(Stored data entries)
// Job activity service
//
// Implements the operations behind the named activities. Each operation
// is one JobStore call: the precondition check and the mutation run inside
// the store's serializable unit, never against a stale read.
// Decision: lifecycle events are emitted only for applied transitions, so a
// re-delivered terminal call does not duplicate a completion event.

use std::sync::Arc;

use chrono::Utc;
use syncflow_jobs::state_machine;
use syncflow_jobs::{
    Attempt, AttemptRef, ConnectionId, FailureSummary, Job, JobError, JobFilter, JobId, JobStore,
    Result, SyncOutput, Transition,
};

use crate::events::{JobEvent, JobEventSink};

/// Operations over the job store shared by all job activities
///
/// Holds no mutable state: everything lives in the store, so one instance
/// can serve any number of concurrent activity executions.
pub struct JobActivities {
    store: Arc<dyn JobStore>,
    events: Arc<dyn JobEventSink>,
}

impl JobActivities {
    pub fn new(store: Arc<dyn JobStore>, events: Arc<dyn JobEventSink>) -> Self {
        Self { store, events }
    }

    /// The backing job store
    pub fn store(&self) -> &Arc<dyn JobStore> {
        &self.store
    }

    /// Insert a PENDING job for the connection
    ///
    /// Fails with [`JobError::ConflictingJob`] while the connection has a
    /// non-terminal job.
    pub async fn create_new_job(&self, connection_id: ConnectionId) -> Result<JobId> {
        let job = self.store.create_job(connection_id).await?;

        tracing::info!(job_id = job.id, %connection_id, "Created job");
        Ok(job.id)
    }

    /// Append a RUNNING attempt to the job
    ///
    /// `redelivery` marks a repeated delivery of the same request. If an
    /// earlier delivery already committed the attempt, that attempt is
    /// returned instead of a duplicate.
    pub async fn create_new_attempt(&self, job_id: JobId, redelivery: bool) -> Result<Attempt> {
        let attempt_id = self.store.allocate_attempt_id().await?;

        let update = self
            .store
            .update_job(
                job_id,
                Box::new(move |job: &mut Job| {
                    state_machine::start_attempt(job, attempt_id, redelivery)
                }),
            )
            .await?;

        let attempt = update.job.last_attempt().cloned().ok_or_else(|| {
            JobError::illegal_state(format!("job {job_id} has no attempt after creation"))
        })?;

        match update.transition {
            Transition::Applied => tracing::info!(
                job_id,
                attempt_id = attempt.id,
                attempt_number = attempt.number,
                "Created attempt"
            ),
            Transition::Unchanged => tracing::info!(
                job_id,
                attempt_id = attempt.id,
                attempt_number = attempt.number,
                "Attempt already created by an earlier delivery"
            ),
        }

        Ok(attempt)
    }

    /// Finish the addressed attempt and the job successfully
    pub async fn job_success(
        &self,
        job_id: JobId,
        connection_id: ConnectionId,
        attempt: AttemptRef,
        output: SyncOutput,
    ) -> Result<()> {
        let update = self
            .store
            .update_job(
                job_id,
                Box::new(move |job: &mut Job| {
                    state_machine::check_connection(job, connection_id)?;
                    state_machine::succeed_job(job, attempt, output)
                }),
            )
            .await?;

        if update.transition.is_applied() {
            let attempt_number = update
                .job
                .attempt(attempt)
                .map(|a| a.number)
                .unwrap_or_default();
            tracing::info!(job_id, %connection_id, attempt_number, "Job succeeded");

            self.emit(JobEvent::Succeeded {
                job_id,
                connection_id,
                attempt_number,
                timestamp: Utc::now(),
            })
            .await;
        }

        Ok(())
    }

    /// Finalize the job as FAILED
    ///
    /// The attempt named by `attempt_number` is not transitioned; the
    /// workflow fails it first through [`attempt_failure`](Self::attempt_failure).
    pub async fn job_failure(
        &self,
        job_id: JobId,
        connection_id: ConnectionId,
        attempt_number: i32,
        reason: String,
    ) -> Result<()> {
        let recorded = reason.clone();
        let update = self
            .store
            .update_job(
                job_id,
                Box::new(move |job: &mut Job| {
                    state_machine::check_connection(job, connection_id)?;
                    state_machine::fail_job(job, attempt_number, &recorded)
                }),
            )
            .await?;

        if update.transition.is_applied() {
            tracing::info!(job_id, %connection_id, attempt_number, reason = %reason, "Job failed");

            self.emit(JobEvent::Failed {
                job_id,
                connection_id,
                attempt_number,
                reason,
                timestamp: Utc::now(),
            })
            .await;
        }

        Ok(())
    }

    /// Fail the addressed attempt, leaving the job as it is
    pub async fn attempt_failure(
        &self,
        job_id: JobId,
        connection_id: ConnectionId,
        attempt: AttemptRef,
        output: Option<SyncOutput>,
        summary: Option<FailureSummary>,
    ) -> Result<()> {
        let update = self
            .store
            .update_job(
                job_id,
                Box::new(move |job: &mut Job| {
                    state_machine::check_connection(job, connection_id)?;
                    state_machine::fail_attempt(job, attempt, output, summary)
                }),
            )
            .await?;

        if update.transition.is_applied() {
            tracing::info!(job_id, %connection_id, attempt = %attempt, "Attempt failed");
        }

        Ok(())
    }

    /// Cancel the job, failing the addressed attempt if it is still running
    pub async fn job_cancelled(
        &self,
        job_id: JobId,
        connection_id: ConnectionId,
        attempt: AttemptRef,
        summary: Option<FailureSummary>,
    ) -> Result<()> {
        let update = self
            .store
            .update_job(
                job_id,
                Box::new(move |job: &mut Job| {
                    state_machine::check_connection(job, connection_id)?;
                    state_machine::cancel_job(job, attempt, summary)
                }),
            )
            .await?;

        if update.transition.is_applied() {
            tracing::info!(job_id, %connection_id, attempt = %attempt, "Job cancelled");

            self.emit(JobEvent::Cancelled {
                job_id,
                connection_id,
                timestamp: Utc::now(),
            })
            .await;
        }

        Ok(())
    }

    /// Record that a workflow started driving the job
    ///
    /// Sets the start timestamp on the first report and emits a start event
    /// on every report. Never changes the job's status.
    pub async fn report_job_start(&self, job_id: JobId, connection_id: ConnectionId) -> Result<()> {
        self.store
            .update_job(
                job_id,
                Box::new(move |job: &mut Job| {
                    state_machine::check_connection(job, connection_id)?;
                    Ok(state_machine::mark_started(job))
                }),
            )
            .await?;

        tracing::info!(job_id, %connection_id, "Job start reported");

        self.emit(JobEvent::Started {
            job_id,
            connection_id,
            timestamp: Utc::now(),
        })
        .await;

        Ok(())
    }

    /// Fail every non-terminal job of the connection
    ///
    /// Called when a fresh workflow starts for the connection, so any live
    /// job left behind has no workflow driving it. Returns the ids of the
    /// jobs this call recovered.
    pub async fn ensure_clean_job_state(&self, connection_id: ConnectionId) -> Result<Vec<JobId>> {
        let live = self
            .store
            .list_jobs(connection_id, JobFilter::non_terminal())
            .await?;

        let mut recovered = Vec::new();
        for job in live {
            let update = self
                .store
                .update_job(
                    job.id,
                    Box::new(|job: &mut Job| Ok(state_machine::recover_orphan(job))),
                )
                .await?;

            if !update.transition.is_applied() {
                continue;
            }

            tracing::warn!(
                job_id = job.id,
                %connection_id,
                previous_status = %job.status,
                "Failed orphaned job"
            );

            self.emit(JobEvent::Recovered {
                job_id: job.id,
                connection_id,
                timestamp: Utc::now(),
            })
            .await;
            recovered.push(job.id);
        }

        Ok(recovered)
    }

    async fn emit(&self, event: JobEvent) {
        let name = event.name();
        if let Err(e) = self.events.record(event).await {
            tracing::warn!(
                sink = self.events.name(),
                event = name,
                error = %e,
                "Failed to record job event"
            );
        }
    }
}

impl std::fmt::Debug for JobActivities {
    fn fmt(&self, f: &mut std::fmt::Formatter<'_>) -> std::fmt::Result {
        f.debug_struct("JobActivities")
            .field("events", &self.events.name())
            .finish_non_exhaustive()
    }
}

### Exercise details
List every line above containing the word "duplicate".

### Reply to the exercise
// re-delivered terminal call does not duplicate a completion event.
    /// returned instead of a duplicate.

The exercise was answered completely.